_DATASET_
+ + + + +
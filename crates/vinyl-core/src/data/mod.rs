//! Typed dataset objects and the key-unique collection that aggregates them.
//!
//! The calculator core never interprets dataset contents; payloads stay
//! opaque so heterogeneous backengines can exchange data through the same
//! collection type.

use crate::domain::{VinylError, VinylResult};
use serde::{Deserialize, Serialize};
use std::fmt::{Display, Formatter};

/// Value descriptor for a dataset class. Two datasets share a type iff
/// their descriptors compare equal.
#[derive(Debug, Clone, PartialEq, Eq, Hash, Serialize, Deserialize)]
pub struct DatasetType {
    name: String,
}

impl DatasetType {
    pub fn new(name: impl Into<String>) -> Self {
        Self { name: name.into() }
    }

    pub fn name(&self) -> &str {
        &self.name
    }

    /// Instantiates an empty dataset of this type under the given key.
    pub fn instantiate(&self, key: impl Into<String>) -> Dataset {
        Dataset {
            key: key.into(),
            data_type: self.clone(),
            payload: DatasetPayload::Empty,
        }
    }
}

impl Display for DatasetType {
    fn fmt(&self, f: &mut Formatter<'_>) -> std::fmt::Result {
        f.write_str(&self.name)
    }
}

/// Contents of a dataset. The core only moves these around; the variants
/// exist so backengines have somewhere to put results and snapshots can
/// round-trip without external schema.
#[derive(Debug, Clone, PartialEq, Serialize, Deserialize)]
pub enum DatasetPayload {
    Empty,
    Number(f64),
    NumberArray(Vec<f64>),
    Text(String),
    Json(serde_json::Value),
}

impl DatasetPayload {
    pub const fn is_empty(&self) -> bool {
        matches!(self, Self::Empty)
    }
}

#[derive(Debug, Clone, PartialEq, Serialize, Deserialize)]
#[serde(rename_all = "camelCase")]
pub struct Dataset {
    key: String,
    data_type: DatasetType,
    payload: DatasetPayload,
}

impl Dataset {
    pub fn new(key: impl Into<String>, data_type: DatasetType, payload: DatasetPayload) -> Self {
        Self {
            key: key.into(),
            data_type,
            payload,
        }
    }

    pub fn key(&self) -> &str {
        &self.key
    }

    pub fn data_type(&self) -> &DatasetType {
        &self.data_type
    }

    pub fn payload(&self) -> &DatasetPayload {
        &self.payload
    }

    pub fn payload_mut(&mut self) -> &mut DatasetPayload {
        &mut self.payload
    }

    pub fn set_payload(&mut self, payload: DatasetPayload) {
        self.payload = payload;
    }
}

/// Ordered aggregate of datasets with unique keys. Insertion order is
/// preserved; cloning deep-copies every member.
#[derive(Debug, Clone, Default, PartialEq, Serialize, Deserialize)]
pub struct DatasetCollection {
    datasets: Vec<Dataset>,
}

impl DatasetCollection {
    pub fn new() -> Self {
        Self::default()
    }

    pub fn from_datasets(datasets: impl IntoIterator<Item = Dataset>) -> VinylResult<Self> {
        let mut collection = Self::new();
        for dataset in datasets {
            collection.add_dataset(dataset)?;
        }
        Ok(collection)
    }

    pub fn add_dataset(&mut self, dataset: Dataset) -> VinylResult<()> {
        if self.contains_key(dataset.key()) {
            return Err(VinylError::DuplicateDatasetKey {
                key: dataset.key().to_string(),
            });
        }
        self.datasets.push(dataset);
        Ok(())
    }

    pub fn get(&self, key: &str) -> Option<&Dataset> {
        self.datasets.iter().find(|dataset| dataset.key() == key)
    }

    pub fn get_mut(&mut self, key: &str) -> Option<&mut Dataset> {
        self.datasets.iter_mut().find(|dataset| dataset.key() == key)
    }

    pub fn contains_key(&self, key: &str) -> bool {
        self.datasets.iter().any(|dataset| dataset.key() == key)
    }

    pub fn keys(&self) -> impl Iterator<Item = &str> {
        self.datasets.iter().map(Dataset::key)
    }

    pub fn iter(&self) -> std::slice::Iter<'_, Dataset> {
        self.datasets.iter()
    }

    pub fn iter_mut(&mut self) -> std::slice::IterMut<'_, Dataset> {
        self.datasets.iter_mut()
    }

    pub fn len(&self) -> usize {
        self.datasets.len()
    }

    pub fn is_empty(&self) -> bool {
        self.datasets.is_empty()
    }
}

impl<'a> IntoIterator for &'a DatasetCollection {
    type Item = &'a Dataset;
    type IntoIter = std::slice::Iter<'a, Dataset>;

    fn into_iter(self) -> Self::IntoIter {
        self.iter()
    }
}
+ + + + +
Search the listing for the word "IntoIterator". Copy every line in which it occurs.

    pub fn from_datasets(datasets: impl IntoIterator<Item = Dataset>) -> VinylResult<Self> {
impl<'a> IntoIterator for &'a DatasetCollection {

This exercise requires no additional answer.